In addition, some medical conditions need other compounds beyond CBD oil.

This year, the Georgia Legisla-ture is considering legislation to fix those issues by regulating up to six in-state producers and allowing additional kinds of compounds to be used.
But there are some in the Legislature who oppose these efforts. Here are a few thoughts to consider:

1. Georgia citizens who need medical cannabis are already acquiring it on the black market. Not approving this legislation won't stop the bootleg market and only continue to make criminals out of sick patients.

2. There is no public safety issue involved in this debate.
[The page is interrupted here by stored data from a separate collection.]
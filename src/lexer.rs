use crate::error::{YamletError, YamletResult};

#[derive(Debug, Clone, PartialEq)]
pub struct Token {
    pub kind: TokenKind,
    pub span: std::ops::Range<usize>,
}

#[derive(Debug, Clone, PartialEq)]
pub enum TokenKind {
    Identifier(String),
    Int(i64),
    Float(f64),
    StringLiteral(String),
    Comma,
    Dot,
    LParen,
    RParen,
    Plus,
    Minus,
    Star,
    Slash,
    Eof,
}

impl TokenKind {
    pub fn describe(&self) -> String {
        match self {
            TokenKind::Identifier(name) => format!("identifier `{}`", name),
            TokenKind::Int(n) => format!("number `{}`", n),
            TokenKind::Float(n) => format!("number `{}`", n),
            TokenKind::StringLiteral(s) => format!("string {:?}", s),
            TokenKind::Comma => "`,`".to_string(),
            TokenKind::Dot => "`.`".to_string(),
            TokenKind::LParen => "`(`".to_string(),
            TokenKind::RParen => "`)`".to_string(),
            TokenKind::Plus => "`+`".to_string(),
            TokenKind::Minus => "`-`".to_string(),
            TokenKind::Star => "`*`".to_string(),
            TokenKind::Slash => "`/`".to_string(),
            TokenKind::Eof => "end of expression".to_string(),
        }
    }
}

/// True when `text` lexes as a single identifier token.
pub fn is_identifier(text: &str) -> bool {
    let mut chars = text.chars();
    matches!(chars.next(), Some('a'..='z' | 'A'..='Z' | '_'))
        && chars.all(|ch| ch.is_ascii_alphanumeric() || ch == '_')
}

pub struct Lexer<'a> {
    source: &'a str,
    current_index: usize,
}

impl<'a> Lexer<'a> {
    pub fn new(source: &'a str) -> Self {
        Self {
            source,
            current_index: 0,
        }
    }

    pub fn lex(mut self) -> YamletResult<Vec<Token>> {
        let mut tokens = Vec::new();

        while let Some(ch) = self.peek_char() {
            if ch.is_whitespace() {
                self.advance_char();
                continue;
            }

            let start = self.current_index;
            let kind = match ch {
                'a'..='z' | 'A'..='Z' | '_' => self.read_identifier(),
                '0'..='9' => self.read_number(start)?,
                '"' | '\'' => self.read_string(ch, start)?,
                _ => {
                    let kind = match ch {
                        ',' => TokenKind::Comma,
                        '.' => TokenKind::Dot,
                        '(' => TokenKind::LParen,
                        ')' => TokenKind::RParen,
                        '+' => TokenKind::Plus,
                        '-' => TokenKind::Minus,
                        '*' => TokenKind::Star,
                        '/' => TokenKind::Slash,
                        other => {
                            return Err(YamletError::syntax(
                                format!("unexpected character '{}'", other),
                                start,
                            ))
                        }
                    };
                    self.advance_char();
                    kind
                }
            };

            tokens.push(Token {
                kind,
                span: start..self.current_index,
            });
        }

        tokens.push(Token {
            kind: TokenKind::Eof,
            span: self.current_index..self.current_index,
        });

        Ok(tokens)
    }

    fn read_identifier(&mut self) -> TokenKind {
        let start = self.current_index;
        while let Some(ch) = self.peek_char() {
            if ch.is_ascii_alphanumeric() || ch == '_' {
                self.advance_char();
            } else {
                break;
            }
        }
        TokenKind::Identifier(self.source[start..self.current_index].to_string())
    }

    fn read_number(&mut self, start: usize) -> YamletResult<TokenKind> {
        self.consume_digits();

        // A '.' only continues the literal when a digit follows it.
        let is_decimal = self.peek_char() == Some('.')
            && self.peek_second().is_some_and(|ch| ch.is_ascii_digit());
        if is_decimal {
            self.advance_char();
            self.consume_digits();
            let text = &self.source[start..self.current_index];
            let value = text.parse::<f64>().map_err(|err| {
                YamletError::syntax(format!("invalid number literal '{}': {}", text, err), start)
            })?;
            return Ok(TokenKind::Float(value));
        }

        let text = &self.source[start..self.current_index];
        let value = text.parse::<i64>().map_err(|err| {
            YamletError::syntax(format!("invalid number literal '{}': {}", text, err), start)
        })?;
        Ok(TokenKind::Int(value))
    }

    fn read_string(&mut self, quote: char, start: usize) -> YamletResult<TokenKind> {
        self.advance_char(); // opening quote
        let content_start = self.current_index;

        while let Some(ch) = self.peek_char() {
            if ch == quote {
                let content = self.source[content_start..self.current_index].to_string();
                self.advance_char();
                return Ok(TokenKind::StringLiteral(content));
            }
            self.advance_char();
        }

        Err(YamletError::syntax("unterminated string literal", start))
    }

    fn consume_digits(&mut self) {
        while self.peek_char().is_some_and(|ch| ch.is_ascii_digit()) {
            self.advance_char();
        }
    }

    fn peek_char(&self) -> Option<char> {
        self.source[self.current_index..].chars().next()
    }

    fn peek_second(&self) -> Option<char> {
        self.source[self.current_index..].chars().nth(1)
    }

    fn advance_char(&mut self) -> Option<char> {
        let ch = self.peek_char()?;
        self.current_index += ch.len_utf8();
        Some(ch)
    }
}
Nobody ever overdosed on cannabis, but in 2014, there were 1,206 pain medication overdose deaths in Georgia. Where is the outcry from state leaders to ban pain medications? Let's look at the science and not at the stigma.

3. Some state law enforcement groups are opposed to making in-state medical cannabis production available on the theory that it would be a "slippery slope" toward full legalization of recreational cannabis. But legislators and citizens in Georgia clearly know the difference between the medical use of cannabis and recreational use. The "slippery slope" argument is a "straw man" debate. Illegal recreational use of cannabis is already widespread in the state. This action won't affect that or make it worse. But it would make legitimate medical use easier and safer.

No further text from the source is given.